RELP Protein Expression in Cell Lines, Western Blot, and Immunofluorescence Staining
A cDNA-encoding RELP-C-terminal FLAG epitope fusion protein was amplified using 5′ AGCATGGCTTCCAGAAGCATG 3′ and 5′ CTACTTGTCATCGTCATCCTTGTAATCTGGTCGGTACTTGCA 3′ as forward and reverse primers, respectively, and cloned into a pcDNA 3.1/V5-HisTOPO vector (Invitrogen). Construct was transfected into COS 7 cells using Transfectam reagent (Promega, Madison, WI) according to the manufacturer’s instructions. The cells were lysed in Pawson’s buffer (50 mmol/L HEPES pH 7.0, 150 mmol/L NaCl, 10% glycerol, 1% Triton X-100, 1.5 mmol/L MgCl2, 1 mmol/L ethylene glycol-bis-N′N′N′N′-tetraacetic acid (EGTA), 100 mmol/L NaF, 10 mmol/L Na4P2O7). The proteins were separated by 12% SDS-PAGE and analyzed by Western blotting using the affinity-purified rabbit anti-RELP C-terminal peptide antibodies and monoclonal anti-FLAG antibodies. Horseradish peroxidase (HRP)-conjugated swine anti-rabbit and rabbit anti-mouse immunoglobulins were used as secondary antibodies and detected by enhanced chemiluminescence.

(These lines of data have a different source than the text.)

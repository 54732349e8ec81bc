//! screenrec command-line interface
//!
//! Records the primary display to an MPEG-4 file, with an optional JPEG
//! preview refreshed on every captured frame.

mod colors;
mod commands;
mod exit_codes;
mod logging;

use clap::{Args, Parser, Subcommand};
use exit_codes::ExitCode;
use std::path::PathBuf;

/// screenrec - Screen Recording CLI
#[derive(Parser, Debug)]
#[command(name = "screenrec")]
#[command(author, version, about, long_about = None)]
#[command(propagate_version = true)]
struct Cli {
    #[command(subcommand)]
    command: Commands,

    /// Output in JSON format for scripting
    #[arg(long, global = true)]
    json: bool,

    /// Suppress non-essential output
    #[arg(short, long, global = true)]
    quiet: bool,

    /// Verbose output
    #[arg(short, long, global = true)]
    verbose: bool,
}

#[derive(Subcommand, Debug)]
enum Commands {
    /// Record the screen until Ctrl+C or the duration limit
    Record(RecordOptions),
    /// Refresh the preview image without recording
    Preview {
        #[command(flatten)]
        capture: CaptureOptions,
    },
    /// List available displays
    Displays,
    /// Show or edit persistent settings
    Config {
        #[command(subcommand)]
        action: ConfigAction,
    },
    /// Show version information
    Version,
}

#[derive(Subcommand, Debug, Clone)]
pub enum ConfigAction {
    /// Print the effective configuration
    Show,
    /// Print the config file location
    Path,
    /// Set a value, e.g. `recording.fps 30` or `preview.size 800x450`
    Set { key: String, value: String },
}

#[derive(Args, Debug, Clone)]
pub struct RecordOptions {
    /// Output file; `.mp4` uses the mp4v tag, anything else XVID.
    /// Defaults to screen_<timestamp>.mp4 in the configured output directory
    #[arg(short, long)]
    pub output: Option<String>,

    /// Downscale recorded frames: original, 1/2, 1/3 or 1/4
    #[arg(long)]
    pub scale: Option<String>,

    #[command(flatten)]
    pub capture: CaptureOptions,
}

#[derive(Args, Debug, Clone)]
pub struct CaptureOptions {
    /// Frames per second (1-60)
    #[arg(long)]
    pub fps: Option<u32>,

    /// Stretch the preview instead of keeping the aspect ratio
    #[arg(long)]
    pub stretch: bool,

    /// Write a live JPEG preview to this file
    #[arg(long, value_name = "FILE")]
    pub preview: Option<PathBuf>,

    /// Preview image size
    #[arg(long, value_name = "WxH")]
    pub preview_size: Option<String>,

    /// Auto-stop after duration (seconds)
    #[arg(short, long)]
    pub duration: Option<u64>,

    /// Display ID to capture instead of the primary display
    #[arg(long)]
    pub display: Option<u32>,
}

fn main() {
    let cli = Cli::parse();
    let guard = logging::init(cli.verbose, cli.quiet);

    let exit_code = match tokio::runtime::Builder::new_current_thread()
        .enable_all()
        .build()
    {
        Ok(runtime) => runtime.block_on(run(cli)),
        Err(e) => {
            eprintln!(
                "{}",
                colors::error(&format!("Failed to create Tokio runtime: {}", e))
            );
            ExitCode::GeneralError
        }
    };

    // process::exit skips destructors; flush the log file first
    drop(guard);
    std::process::exit(exit_code.as_i32());
}

async fn run(cli: Cli) -> ExitCode {
    match cli.command {
        Commands::Record(options) => commands::record(options, cli.json, cli.quiet).await,
        Commands::Preview { capture } => commands::preview(capture, cli.json, cli.quiet).await,
        Commands::Displays => commands::displays(cli.json, cli.quiet),
        Commands::Config { action } => commands::config(action, cli.json, cli.quiet),
        Commands::Version => {
            commands::version(cli.json);
            ExitCode::Success
        }
    }
}

#[cfg(test)]
mod tests {
    use super::*;
    use clap::CommandFactory;

    /// Verify the CLI definition is valid
    #[test]
    fn verify_cli() {
        Cli::command().debug_assert();
    }

    #[test]
    fn parse_record_defaults() {
        let cli = Cli::try_parse_from(["screenrec", "record"]).unwrap();
        assert!(!cli.json);
        match cli.command {
            Commands::Record(options) => {
                assert!(options.output.is_none());
                assert!(options.scale.is_none());
                assert!(options.capture.fps.is_none());
                assert!(!options.capture.stretch);
                assert!(options.capture.duration.is_none());
            }
            other => panic!("unexpected command: {:?}", other),
        }
    }

    #[test]
    fn parse_record_with_options() {
        let cli = Cli::try_parse_from([
            "screenrec",
            "record",
            "-o",
            "clip.avi",
            "--fps",
            "30",
            "--scale",
            "1/2",
            "--stretch",
            "--preview",
            "live.jpg",
            "--preview-size",
            "320x180",
            "-d",
            "10",
            "--json",
        ])
        .unwrap();
        assert!(cli.json);
        match cli.command {
            Commands::Record(options) => {
                assert_eq!(options.output.as_deref(), Some("clip.avi"));
                assert_eq!(options.scale.as_deref(), Some("1/2"));
                assert_eq!(options.capture.fps, Some(30));
                assert!(options.capture.stretch);
                assert_eq!(options.capture.preview, Some(PathBuf::from("live.jpg")));
                assert_eq!(options.capture.preview_size.as_deref(), Some("320x180"));
                assert_eq!(options.capture.duration, Some(10));
            }
            other => panic!("unexpected command: {:?}", other),
        }
    }

    #[test]
    fn parse_empty_output_is_accepted() {
        let cli = Cli::try_parse_from(["screenrec", "record", "--output", ""]).unwrap();
        match cli.command {
            Commands::Record(options) => assert_eq!(options.output.as_deref(), Some("")),
            other => panic!("unexpected command: {:?}", other),
        }
    }

    #[test]
    fn parse_config_set() {
        let cli = Cli::try_parse_from(["screenrec", "config", "set", "recording.fps", "25"]).unwrap();
        match cli.command {
            Commands::Config {
                action: ConfigAction::Set { key, value },
            } => {
                assert_eq!(key, "recording.fps");
                assert_eq!(value, "25");
            }
            other => panic!("unexpected command: {:?}", other),
        }
    }

    #[test]
    fn parse_preview_and_global_flags() {
        let cli = Cli::try_parse_from(["screenrec", "-q", "preview", "--preview", "p.jpg"]).unwrap();
        assert!(cli.quiet);
        assert!(matches!(cli.command, Commands::Preview { .. }));

        let cli = Cli::try_parse_from(["screenrec", "displays", "--verbose"]).unwrap();
        assert!(cli.verbose);
        assert!(matches!(cli.command, Commands::Displays));
    }

    #[test]
    fn parse_rejects_unknown_command() {
        assert!(Cli::try_parse_from(["screenrec", "stop"]).is_err());
    }
}
//! Exit codes for the CLI.
//!
//! These codes enable scripting integration by providing structured
//! feedback about operation results.

/// Exit codes for CLI operations.
#[derive(Debug, Clone, Copy, PartialEq, Eq)]
pub enum ExitCode {
    /// Operation completed successfully
    Success = 0,
    /// General/unspecified error
    GeneralError = 1,
    /// Invalid command-line arguments
    InvalidArguments = 2,
    /// Recording failed to start (no display, no FFmpeg)
    RecordingFailedToStart = 4,
    /// Recording failed during capture (encoder could not open or write)
    RecordingFailedDuringCapture = 5,
    /// No output path was chosen
    UserCancelled = 8,
}

impl ExitCode {
    /// Convert to i32 for process exit.
    pub fn as_i32(self) -> i32 {
        self as i32
    }
}

impl std::fmt::Display for ExitCode {
    fn fmt(&self, f: &mut std::fmt::Formatter<'_>) -> std::fmt::Result {
        match self {
            ExitCode::Success => write!(f, "success"),
            ExitCode::GeneralError => write!(f, "general error"),
            ExitCode::InvalidArguments => write!(f, "invalid arguments"),
            ExitCode::RecordingFailedToStart => write!(f, "recording failed to start"),
            ExitCode::RecordingFailedDuringCapture => write!(f, "recording failed during capture"),
            ExitCode::UserCancelled => write!(f, "user cancelled"),
        }
    }
}

#[cfg(test)]
mod tests {
    use super::*;

    #[test]
    fn test_exit_code_values() {
        assert_eq!(ExitCode::Success.as_i32(), 0);
        assert_eq!(ExitCode::InvalidArguments.as_i32(), 2);
        assert_eq!(ExitCode::RecordingFailedDuringCapture.as_i32(), 5);
        assert_eq!(ExitCode::UserCancelled.as_i32(), 8);
        assert_eq!(ExitCode::UserCancelled.to_string(), "user cancelled");
    }
}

MKN45, a gastric cancer cell line cell, was a gift from Dr. A. Ristimäki (Molecular/Cancer Laboratory, Biomedicum, University of Helsinki). The MKN45 cells were transiently transfected to express the RELP-C-terminal FLAG epitope fusion protein, fixed with 3.5% paraformaldehyde, and permeabilized with 0.05% NP-40 in PBS. Anti-FLAG antibodies (20 μg/ml) and FITC-conjugated goat anti-mouse antibodies (1:30) were used to visualize the fusion protein in the transfected cells. The images were obtained using a confocal microscope and associated software (Leica SP2 Laser scanning microscope; Leica Microsystems, Jena, Germany).
Double Immunofluorescence Staining
Tissue sections of formalin-fixed and paraffin-embedded normal duodenal mucosa were double-stained with the polyclonal rabbit peptide antibody against RELP (1:30; 25 μg/ml), and a monoclonal mouse antibody against chromogranin A (1:5000; 0.2 μg/ml), detected with tetramethylrhodamine isothiocyanate-conjugated swine anti-rabbit immunoglobulins and FITC-conjugated goat anti-mouse immunoglobulins. For controls, primary antibodies were replaced with the IgG fractions of non-immune rabbit and mouse sera.
Results
Chromosomal Localization and Structure of the Relp Gene
Fluorescent in situ hybridization showed an exclusive signal for the relp-specific probe on chromosome 1 band p12 to 13.1 (Figure 1) ▶ . The result agrees with the electronic localization of the relp gene to human chromosome 1 (Homo sapiens, chromosome 1 clone RP5–10425I8 map p11 to 13.2, GenBank Accession AL359752).
Figure 1.
Chromosomal localization of RELP gene by fluorescence in situ hybridization. Metaphase chromosome spread from human lymphocytes was hybridized with fluorescently-labeled PAC clone containing the RELP gene. The signals locate the gene in chromosome 1p12–13.1.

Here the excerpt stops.